4 dumb ways to spend your tax refund
By Dawn Papandrea
April 2, 2015
It’s easy to make less-than-intelligent spending decisions (for which you’ll end up kicking yourself later) when a big fat check from Uncle Sam hits your bank account in the form of a tax refund.
That’s why you should come up with a system for dealing with unexpected windfalls of cash, says Kyle Taylor, editor of the personal finance blog ThePennyHoarder.com. “My formula is 50 percent goes to existing debt, 25 percent to savings and 25 percent for fun,” he says.
He uses that small reward model for any extra cash influx, from tax refunds to getting a raise to receiving a rebate in the mail. “If you’re constantly punishing yourself with your budget, you’re not going to stick with it very long,” he says.
For Leslie Tayne, an attorney specializing in debt relief and author of “Life & Debt: A Fresh Approach to Achieving Financial Wellness,” she suggests pausing before you spend will help you avoid actions you’ll regret later.
“Don’t use up all of a refund to buy something at the expense of other things you might need the money for.”
— Leslie Tayne,
attorney and author
“Just stop and think about what your priorities are. What is it that you need and want? Take a look at your list, and see where the money would make the most sense,” she says.
To help you do just that, we’ve compiled a list of the most common ways to blow your tax refund, along with some suggestions on how to use it more wisely:
1. An “I deserve nice things” shopping spree
If you’re living paycheck to paycheck all year long, it’s hard to argue that a shopping spree wouldn’t feel wonderful. However, hitting the mall is gratifying only in the short term, says Taylor.
On the other hand, there’s nothing wrong with buying yourself a gift, says Tayne. “Treating yourself can actually help you get though the monotony of your daily finances,” she says. Her only caveat? “Don’t use up all of a refund to buy something at the expense of other things you might need the money for,” she says, “or if you don’t have any savings in the bank.”
2. Upgrading something in your life (when you can’t afford the subsequent bills)
Before you make a splurge purchase, consider if there is an ongoing cost that will stretch your budget. The perfect example? Buying a timeshare. “It seems like such a great deal, and you’ll have it forever if you just pay this amount of money. But then you’ll also have fees and maintenance,” says Tayne.
The same idea applies to upgrading to a new car when your current one is perfectly fine. Sure, a hefty down payment using your tax refund helps offset the cost, but what about the higher monthly payment and insurance premiums that will follow you for the next few years?

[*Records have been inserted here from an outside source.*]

//! Self-play driver: two AI players, one board, printed result.
//!
//! ```text
//! self-play --topology hex --size 11 --black capture-most --white random --seed 7
//! RUST_LOG=rust_reversi=debug self-play --topology square --size 8 --games 50
//! ```

use clap::{Parser, ValueEnum};
use rustc_hash::FxHashMap;
use tracing::info;
use tracing_subscriber::EnvFilter;

use rust_reversi::{
    AiPlayer, AnyOpenSpace, CaptureMost, Color, Coordinate, GameConfig, GameRng,
    Geometry, Hex, Outcome, PreferCorners, PreferEdges, Result, Reversi, Session, Square,
    Strategy, TextView, Topology,
};

/// Play AI against AI and print the final board.
#[derive(Parser, Debug)]
#[command(name = "self-play")]
#[command(author, version, about, long_about = None)]
struct Args {
    /// Board shape (hex or square)
    #[arg(short, long, default_value = "hex")]
    topology: Topology,

    /// Side length (odd and > 4 for hex, even and >= 4 for square)
    #[arg(short, long, default_value_t = 11)]
    size: usize,

    /// Strategy for black
    #[arg(long, value_enum, default_value_t = StrategyKind::CaptureMost)]
    black: StrategyKind,

    /// Strategy for white
    #[arg(long, value_enum, default_value_t = StrategyKind::CaptureMost)]
    white: StrategyKind,

    /// Seed for randomized strategies
    #[arg(long, default_value_t = 0)]
    seed: u64,

    /// Number of games to play; boards are only printed for a single game
    #[arg(short, long, default_value_t = 1)]
    games: usize,

    /// Turn limit per game
    #[arg(long, default_value_t = 10_000)]
    max_turns: usize,
}

#[derive(Clone, Copy, Debug, PartialEq, Eq, ValueEnum)]
enum StrategyKind {
    CaptureMost,
    Corners,
    Edges,
    Random,
}

fn strategy<C: Coordinate>(kind: StrategyKind, rng: &mut GameRng) -> Box<dyn Strategy<C>> {
    match kind {
        StrategyKind::CaptureMost => Box::new(CaptureMost),
        StrategyKind::Corners => Box::new(PreferCorners::default()),
        StrategyKind::Edges => Box::new(PreferEdges::default()),
        StrategyKind::Random => Box::new(AnyOpenSpace::from_rng(rng.fork())),
    }
}

fn play<G: Geometry>(args: &Args, config: &GameConfig, rng: &mut GameRng) -> Result<Outcome> {
    let game = Reversi::<G>::from_config(config)?;
    let black = AiPlayer::new(Color::Black, strategy::<G::Coord>(args.black, rng));
    let white = AiPlayer::new(Color::White, strategy::<G::Coord>(args.white, rng));

    let mut session = Session::new(game, black, white)?;
    let outcome = session.run(args.max_turns)?;

    if args.games == 1 {
        let view = TextView::new(session.game());
        println!("{view}");
        println!("{}", view.status());
    }
    Ok(outcome)
}

fn main() -> Result<()> {
    let args = Args::parse();

    tracing_subscriber::fmt()
        .with_env_filter(
            EnvFilter::try_from_default_env().unwrap_or_else(|_| EnvFilter::new("warn")),
        )
        .init();

    let config = GameConfig::new(args.topology, args.size);
    config.validate()?;

    let mut rng = GameRng::new(args.seed);
    let mut tally: FxHashMap<Outcome, usize> = FxHashMap::default();

    for round in 0..args.games {
        let outcome = match config.topology {
            Topology::Hex => play::<Hex>(&args, &config, &mut rng)?,
            Topology::Square => play::<Square>(&args, &config, &mut rng)?,
        };
        info!(round, ?outcome, "game finished");
        *tally.entry(outcome).or_default() += 1;
    }

    if args.games > 1 {
        let count = |outcome: Outcome| tally.get(&outcome).copied().unwrap_or(0);
        println!(
            "{} games on a {} board of size {}: black {}, white {}, draws {}",
            args.games,
            config.topology,
            config.side_length,
            count(Outcome::Winner(Color::Black)),
            count(Outcome::Winner(Color::White)),
            count(Outcome::Draw),
        );
    }
    Ok(())
}
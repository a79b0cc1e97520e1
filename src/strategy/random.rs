//! Uniformly random legal move.

use super::{candidate_moves, Strategy};
use crate::board::Coordinate;
use crate::core::{Color, GameError, GameRng, Result};
use crate::rules::GameView;

/// Pick any legal move, uniformly, from a seeded generator.
///
/// Two instances built from the same seed make the same choices against the
/// same sequence of positions.
#[derive(Clone, Debug)]
pub struct AnyOpenSpace {
    rng: GameRng,
}

impl AnyOpenSpace {
    pub fn new(seed: u64) -> Self {
        Self::from_rng(GameRng::new(seed))
    }

    pub fn from_rng(rng: GameRng) -> Self {
        Self { rng }
    }
}

impl<C: Coordinate> Strategy<C> for AnyOpenSpace {
    fn choose_move(&mut self, view: &dyn GameView<Coord = C>, player: Color) -> Result<C> {
        let moves = candidate_moves(view, player)?;
        self.rng
            .choose(&moves)
            .copied()
            .ok_or(GameError::NoLegalMoves(player))
    }
}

“If you can honestly tell yourself that an upgrade-type purchase will have a real long-term payoff, then it’s something to do,” says Taylor. For instance, you might buy an energy-efficiency appliance in your home if your current one is on its last leg.
“If you’re constantly punishing yourself with your budget, you’re not going to stick with it very long.”
— Kyle Taylor, editor,
Another example, says Taylor, is investing in some sort of professional development, such as taking a class or learning a skill that could help give your income a boost.
3. Taking a gamble
You probably know that betting your entire refund on black 21 is dumb (at least, we hope!). But there are other gambles that people attempt that can be equally risky.
Tayne says investing in a rental property is a good example. “Unless you’re prepared to pay those expenses on your own, there is a risk associated if you can’t find a renter,” she says.
Along those lines, taking a chance on a stock tip could result in a quick loss.
If you’re hoping to grow your refund into something bigger, however, go ahead and invest — just do so wisely, says Taylor. His advice: Open or contribute to a Roth IRA.
4. Getting away — in luxury style!
Although experiences and memories do have lasting value, they also tend to cost more than you initially plan for.
“Vacations and parties tend to get more out of control than a finite purchase,” says Tayne. Your initial budget can be thrown out the window and you’ll end up creating debt on credit cards if you adopt the ‘you only live once’ mindset. Before you know it, you’re upgrading your hotel room, switching to a first-class plane ticket, and charging way more to your room than you should.
Of course, there’s no reason why you can’t use a portion of your refund to do something fun with family and friends, but it doesn’t have to be super expensive, says Taylor. “Find out what’s within a car ride that you haven’t checked out yet and plan a small road trip. If you go with other people, you can even split the cost of gas and hotels,” he suggests.
Ultimately, how you spend your tax refund is your business. If you struggle with debt or don’t have an emergency fund in place, focusing on those aspects of your finances first — and leaving a little room for fun — will serve you better in the long run.
Says Tayne: “Don’t haphazardly spend the entire refund. Look at what’s going on with your budget in the short and long term, and think about the impact that that money could have.”